The Associated Press has a story about how the US intelligence community is ramping up efforts to stop the next Ed Snowden by basically monitoring nearly everything that government employees and contractors with security clearance do:
Stung by internal security lapses, U.S. intelligence officials plan to use a sweeping electronic system to continually monitor workers with secret clearances.... The system is intended to identify rogue agents, corrupt officials and leakers and draws on a Defense Department model under development for more than a decade.... Intelligence officials have long wanted a computerized system that could monitor employees, in part to foil leakers like former National Security Agency analyst Edward Snowden....
Of course, now that it's about the intelligence community spying on the intelligence community, those government employees are suddenly feeling a bit uncomfortable about all of this:
Privacy advocates and government employee union officials expressed concerns that electronic monitoring could intrude into individuals' private lives, prompt flawed investigations and put sensitive personal data at greater risk.
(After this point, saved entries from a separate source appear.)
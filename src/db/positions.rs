use crate::types::{BookKey, Position};
use std::convert::TryInto;
use tokio_postgres::{Error, GenericClient};
use tracing::trace;
use uuid::Uuid;

#[tracing::instrument(skip(client, key))]
pub async fn get_position<T: GenericClient>(client: &T, key: &BookKey) -> Result<Option<Position>, Error> {
    trace!(%key, "Fetching position");
    client
        .query_opt(
            "SELECT * FROM positions WHERE owner = $1 AND symbol = $2",
            &[&key.owner, &key.symbol],
        )
        .await?
        .map(TryInto::try_into)
        .transpose()
}

#[tracing::instrument(skip(client, owner))]
pub async fn get_positions_by_owner<T: GenericClient>(client: &T, owner: Uuid) -> Result<Vec<Position>, Error> {
    trace!(%owner, "Fetching positions for owner");
    client
        .query("SELECT * FROM positions WHERE owner = $1 ORDER BY symbol", &[&owner])
        .await?
        .into_iter()
        .map(TryInto::try_into)
        .collect()
}

#[tracing::instrument(skip(client, position))]
pub async fn upsert_position<T: GenericClient>(client: &T, position: &Position) -> Result<(), Error> {
    trace!(owner = %position.owner, symbol = %position.symbol, "Upserting position");
    client
        .execute(
            r#"INSERT INTO positions (owner, symbol, quantity, average_cost, updated_at) VALUES ($1, $2, $3, $4, $5)
            ON CONFLICT (owner, symbol) DO UPDATE SET quantity = $3, average_cost = $4, updated_at = $5"#,
            &[
                &position.owner,
                &position.symbol,
                &position.quantity,
                &position.average_cost,
                &position.updated_at,
            ],
        )
        .await?;
    Ok(())
}
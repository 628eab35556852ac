use crate::types::{BookKey, GainSplit, RealizedGains};
use rust_decimal::Decimal;
use serde::Deserialize;
use tracing::trace;

#[derive(Clone, Debug, Deserialize, PartialEq)]
#[serde(default)]
pub struct TaxPolicy {
    pub short_term_rate: Decimal,
    pub long_term_rate: Decimal,
    pub long_term_after_days: i64,
}

impl Default for TaxPolicy {
    fn default() -> Self {
        Self {
            short_term_rate: Decimal::new(15, 2),
            long_term_rate: Decimal::new(10, 2),
            long_term_after_days: 365,
        }
    }
}

impl TaxPolicy {
    pub fn liability(&self, short_term: Decimal, long_term: Decimal) -> Decimal {
        self.short_term_rate * short_term + self.long_term_rate * long_term
    }
}

/// Fold a sale's gain split into the cumulative record for `key`. Tax liability is
/// recomputed from the cumulative buckets rather than accumulated.
#[tracing::instrument(skip(existing, key, policy), fields(key = %key))]
pub fn accumulate(
    existing: Option<RealizedGains>,
    key: &BookKey,
    split: &GainSplit,
    policy: &TaxPolicy,
) -> RealizedGains {
    let mut gains = match existing {
        Some(gains) if split.is_zero() => return gains,
        Some(gains) => gains,
        None => RealizedGains::zero(key),
    };
    gains.realized += split.total();
    gains.short_term += split.short_term;
    gains.long_term += split.long_term;
    gains.tax_liability = policy.liability(gains.short_term, gains.long_term);
    trace!(realized = %gains.realized, tax_liability = %gains.tax_liability, "Accumulated gains");
    gains
}
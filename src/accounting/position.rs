use super::AccountingError;
use crate::types::{BookKey, Position, Side};
use chrono::{DateTime, Utc};
use rust_decimal::Decimal;
use tracing::{trace, warn};

/// Apply a fill to the weighted-average-cost position for `key`.
///
/// Purchases blend the average cost by quantity. Sales leave the average cost alone
/// and reduce quantity, clamping at zero when more is sold than is held.
#[tracing::instrument(skip(position, key, at), fields(key = %key))]
pub fn apply(
    position: Option<Position>,
    key: &BookKey,
    side: Side,
    quantity: Decimal,
    price: Decimal,
    at: DateTime<Utc>,
) -> Result<Position, AccountingError> {
    let mut position = position.unwrap_or_else(|| Position::empty(key));
    match side {
        Side::Buy => {
            let new_quantity = position
                .quantity
                .checked_add(quantity)
                .ok_or_else(AccountingError::out_of_range)?;
            position.average_cost = if new_quantity.is_zero() {
                Decimal::ZERO
            } else {
                let held = position.average_cost.checked_mul(position.quantity);
                let bought = price.checked_mul(quantity);
                held.zip(bought)
                    .and_then(|(held, bought)| held.checked_add(bought))
                    .and_then(|cost| cost.checked_div(new_quantity))
                    .ok_or_else(AccountingError::out_of_range)?
            };
            position.quantity = new_quantity;
        }
        Side::Sell => {
            let new_quantity = position.quantity - quantity;
            if new_quantity < Decimal::ZERO {
                warn!(held = %position.quantity, sold = %quantity, "Sold more than held, clamping position at zero");
                position.quantity = Decimal::ZERO;
            } else {
                position.quantity = new_quantity;
            }
        }
    }
    position.updated_at = at;
    trace!(quantity = %position.quantity, average_cost = %position.average_cost, "Applied fill to position");
    Ok(position)
}
use super::Transaction;
use chrono::{DateTime, Utc};
use postgres_types::{FromSql, ToSql};
use rust_decimal::Decimal;
use serde::{Deserialize, Serialize};
use std::convert::TryFrom;
use tokio_postgres::Row;
use tracing::trace;
use uuid::Uuid;

/// An open (or exhausted) acquisition of shares, consumed by later sales.
#[derive(Clone, Debug, Deserialize, Serialize, PartialEq)]
pub struct Lot {
    pub id: Uuid,
    pub owner: Uuid,
    pub symbol: String,
    pub transaction_id: Uuid,
    pub acquired_at: DateTime<Utc>,
    pub unit_cost: Decimal,
    pub quantity: Decimal,
    pub remaining: Decimal,
}

impl Lot {
    #[tracing::instrument(skip(owner, symbol, transaction_id, acquired_at, unit_cost, quantity))]
    pub fn new(
        owner: Uuid,
        symbol: String,
        transaction_id: Uuid,
        acquired_at: DateTime<Utc>,
        unit_cost: Decimal,
        quantity: Decimal,
    ) -> Self {
        trace!(%owner, %symbol, %transaction_id, %acquired_at, %unit_cost, %quantity, "New Lot");
        Self {
            id: Uuid::new_v4(),
            owner,
            symbol,
            transaction_id,
            acquired_at,
            unit_cost,
            quantity,
            remaining: quantity,
        }
    }

    pub fn opened_by(transaction: &Transaction) -> Self {
        Self::new(
            transaction.owner,
            transaction.symbol.clone(),
            transaction.id,
            transaction.timestamp,
            transaction.price,
            transaction.quantity,
        )
    }

    pub fn is_open(&self) -> bool {
        self.remaining > Decimal::ZERO
    }
}

impl TryFrom<Row> for Lot {
    type Error = tokio_postgres::Error;
    fn try_from(row: Row) -> Result<Self, Self::Error> {
        Ok(Self {
            id: row.try_get("id")?,
            owner: row.try_get("owner")?,
            symbol: row.try_get("symbol")?,
            transaction_id: row.try_get("transaction_id")?,
            acquired_at: row.try_get("acquired_at")?,
            unit_cost: row.try_get("unit_cost")?,
            quantity: row.try_get("quantity")?,
            remaining: row.try_get("remaining")?,
        })
    }
}

#[derive(Copy, Clone, Debug, Serialize, Deserialize, PartialEq, Eq, ToSql, FromSql)]
#[serde(rename_all = "snake_case")]
#[postgres(name = "holding_term")]
pub enum Term {
    #[postgres(name = "short_term")]
    ShortTerm,
    #[postgres(name = "long_term")]
    LongTerm,
}

/// The part of a sale matched against a single lot.
#[derive(Clone, Debug, Deserialize, Serialize, PartialEq)]
pub struct LotMatch {
    pub lot_id: Uuid,
    pub sell_transaction_id: Uuid,
    pub quantity: Decimal,
    pub unit_cost: Decimal,
    pub sell_price: Decimal,
    pub gain: Decimal,
    pub holding_days: i64,
    pub term: Term,
}

impl TryFrom<Row> for LotMatch {
    type Error = tokio_postgres::Error;
    fn try_from(row: Row) -> Result<Self, Self::Error> {
        Ok(Self {
            lot_id: row.try_get("lot_id")?,
            sell_transaction_id: row.try_get("sell_transaction_id")?,
            quantity: row.try_get("quantity")?,
            unit_cost: row.try_get("unit_cost")?,
            sell_price: row.try_get("sell_price")?,
            gain: row.try_get("gain")?,
            holding_days: row.try_get("holding_days")?,
            term: row.try_get("term")?,
        })
    }
}
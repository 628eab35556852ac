use crate::types::{BookKey, RealizedGains};
use std::convert::TryInto;
use tokio_postgres::{Error, GenericClient};
use tracing::trace;
use uuid::Uuid;

#[tracing::instrument(skip(client, key))]
pub async fn get_realized_gains<T: GenericClient>(client: &T, key: &BookKey) -> Result<Option<RealizedGains>, Error> {
    trace!(%key, "Fetching realized gains");
    client
        .query_opt(
            "SELECT * FROM realized_gains WHERE owner = $1 AND symbol = $2",
            &[&key.owner, &key.symbol],
        )
        .await?
        .map(TryInto::try_into)
        .transpose()
}

#[tracing::instrument(skip(client, owner))]
pub async fn get_realized_gains_by_owner<T: GenericClient>(
    client: &T,
    owner: Uuid,
) -> Result<Vec<RealizedGains>, Error> {
    trace!(%owner, "Fetching realized gains for owner");
    client
        .query(
            "SELECT * FROM realized_gains WHERE owner = $1 ORDER BY symbol",
            &[&owner],
        )
        .await?
        .into_iter()
        .map(TryInto::try_into)
        .collect()
}

#[tracing::instrument(skip(client, gains))]
pub async fn upsert_realized_gains<T: GenericClient>(client: &T, gains: &RealizedGains) -> Result<(), Error> {
    trace!(owner = %gains.owner, symbol = %gains.symbol, "Upserting realized gains");
    client
        .execute(
            r#"INSERT INTO realized_gains (owner, symbol, realized, short_term, long_term, tax_liability) VALUES ($1, $2, $3, $4, $5, $6)
            ON CONFLICT (owner, symbol) DO UPDATE SET realized = $3, short_term = $4, long_term = $5, tax_liability = $6"#,
            &[
                &gains.owner,
                &gains.symbol,
                &gains.realized,
                &gains.short_term,
                &gains.long_term,
                &gains.tax_liability,
            ],
        )
        .await?;
    Ok(())
}
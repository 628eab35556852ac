use super::{Book, BookWork, LedgerStore};
use crate::accounting::{AccountingError, ProcessedTransaction};
use crate::db;
use crate::types::{BookKey, Instrument, Lot, LotMatch, Position, PriceUpdate, RealizedGains, Transaction};
use anyhow::{ensure, Result};
use async_trait::async_trait;
use std::collections::hash_map::DefaultHasher;
use std::hash::{Hash, Hasher};
use std::sync::atomic::{AtomicUsize, Ordering};
use tokio::sync::{Mutex, MutexGuard};
use tokio_postgres::error::SqlState;
use tokio_postgres::Client;
use tracing::{debug, trace};
use uuid::Uuid;

/// Postgres-backed store over a fixed set of connections.
///
/// A unit of work for a book runs in a single database transaction that first takes a
/// transaction-scoped advisory lock on the book key and then row-locks the book's open
/// lots. Books are spread over the connections by key hash, so different books proceed
/// in parallel and the advisory lock keeps writers of the same book serialized even
/// across processes.
pub struct PostgresStore {
    shards: Vec<Mutex<Client>>,
    next: AtomicUsize,
}

impl PostgresStore {
    pub fn new(clients: Vec<Client>) -> Result<Self> {
        ensure!(!clients.is_empty(), "PostgresStore needs at least one connection");
        Ok(Self {
            shards: clients.into_iter().map(Mutex::new).collect(),
            next: AtomicUsize::new(0),
        })
    }

    /// Open `connections` clients against `url`, migrating the schema with the first.
    #[tracing::instrument(skip(url))]
    pub async fn connect(url: &str, connections: usize) -> Result<Self> {
        let mut clients = Vec::with_capacity(connections.max(1));
        for _ in 0..connections.max(1) {
            clients.push(db::connect_client(url).await?);
        }
        if let Some(client) = clients.first_mut() {
            db::run_migrations(client).await?;
        }
        debug!(connections = clients.len(), "Connected to Postgres");
        Self::new(clients)
    }

    async fn shard_for(&self, key: &BookKey) -> MutexGuard<'_, Client> {
        let mut hasher = DefaultHasher::new();
        key.hash(&mut hasher);
        let index = (hasher.finish() % self.shards.len() as u64) as usize;
        self.shards[index].lock().await
    }

    async fn any_shard(&self) -> MutexGuard<'_, Client> {
        let index = self.next.fetch_add(1, Ordering::Relaxed) % self.shards.len();
        self.shards[index].lock().await
    }
}

fn is_duplicate_id(e: &tokio_postgres::Error) -> bool {
    e.as_db_error()
        .map(|db| *db.code() == SqlState::UNIQUE_VIOLATION && db.constraint() == Some("transactions_pkey"))
        .unwrap_or(false)
}

#[async_trait]
impl LedgerStore for PostgresStore {
    #[tracing::instrument(skip(self, key, work), fields(key = %key))]
    async fn transact(&self, key: &BookKey, work: BookWork) -> Result<ProcessedTransaction, AccountingError> {
        let mut client = self.shard_for(key).await;
        let transaction = client.transaction().await?;
        db::lock_book(&transaction, &key.to_string()).await?;
        trace!("Acquired book");

        let book = Book {
            position: db::get_position(&transaction, key).await?,
            open_lots: db::get_open_lots_for_update(&transaction, key).await?,
            gains: db::get_realized_gains(&transaction, key).await?,
        };
        // Dropping `transaction` on any early return rolls it back
        let processed = work(book)?;
        if db::transaction_exists(&transaction, processed.transaction.id).await? {
            return Err(AccountingError::DuplicateTransaction(processed.transaction.id));
        }

        // A concurrent writer on another book can still claim the same id first
        db::save_transaction(&transaction, &processed.transaction)
            .await
            .map_err(|e| {
                if is_duplicate_id(&e) {
                    AccountingError::DuplicateTransaction(processed.transaction.id)
                } else {
                    e.into()
                }
            })?;
        db::upsert_position(&transaction, &processed.position).await?;
        for lot in &processed.consumed_lots {
            db::update_lot_remaining(&transaction, lot).await?;
        }
        if let Some(lot) = &processed.opened_lot {
            db::save_lot(&transaction, lot).await?;
        }
        for lot_match in &processed.lot_matches {
            db::save_lot_match(&transaction, lot_match).await?;
        }
        if let Some(gains) = &processed.realized_gains {
            db::upsert_realized_gains(&transaction, gains).await?;
        }
        transaction.commit().await?;
        debug!(id = %processed.transaction.id, "Committed transaction");
        Ok(processed)
    }

    async fn instrument(&self, symbol: &str) -> Result<Option<Instrument>, AccountingError> {
        let client = self.any_shard().await;
        Ok(db::get_instrument(&*client, symbol).await?)
    }

    async fn instruments(&self) -> Result<Vec<Instrument>, AccountingError> {
        let client = self.any_shard().await;
        Ok(db::get_instruments(&*client).await?)
    }

    async fn save_instrument(&self, instrument: &Instrument) -> Result<bool, AccountingError> {
        let client = self.any_shard().await;
        Ok(db::save_instrument(&*client, instrument).await?)
    }

    async fn update_instrument_price(&self, update: &PriceUpdate) -> Result<(), AccountingError> {
        let client = self.any_shard().await;
        Ok(db::update_instrument_price(&*client, update).await?)
    }

    async fn search_instruments(&self, query: &str, limit: usize) -> Result<Vec<Instrument>, AccountingError> {
        let client = self.any_shard().await;
        Ok(db::search_instruments(&*client, query, limit).await?)
    }

    async fn position(&self, key: &BookKey) -> Result<Option<Position>, AccountingError> {
        let client = self.any_shard().await;
        Ok(db::get_position(&*client, key).await?)
    }

    async fn positions(&self, owner: Uuid) -> Result<Vec<Position>, AccountingError> {
        let client = self.any_shard().await;
        Ok(db::get_positions_by_owner(&*client, owner).await?)
    }

    async fn realized_gains(&self, owner: Uuid) -> Result<Vec<RealizedGains>, AccountingError> {
        let client = self.any_shard().await;
        Ok(db::get_realized_gains_by_owner(&*client, owner).await?)
    }

    async fn transactions(&self, owner: Uuid) -> Result<Vec<Transaction>, AccountingError> {
        let client = self.any_shard().await;
        Ok(db::get_transactions_by_owner(&*client, owner).await?)
    }

    async fn lots(&self, key: &BookKey) -> Result<Vec<Lot>, AccountingError> {
        let client = self.any_shard().await;
        Ok(db::get_lots(&*client, key).await?)
    }

    async fn lot_matches(&self, key: &BookKey) -> Result<Vec<LotMatch>, AccountingError> {
        let client = self.any_shard().await;
        Ok(db::get_lot_matches(&*client, key).await?)
    }
}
The officials backing the program claim this is no real risk because "the system would have safeguards." Of course, that's the excuse we've been hearing for ages about the bulk data collection programs that the NSA and FBI use -- that supposedly they have "safeguards." Considering that the government employees union doesn't seem satisfied with that response indicates that the folks who actually work in the intelligence community know that such "safeguards" are pretty bogus and do little to actually protect privacy.

Of course, there seems to be no recognition from those who are complaining about this new system that it shows why the American public (and, well, the rest of the world) are so concerned about the other surveillance programs of the intelligence community.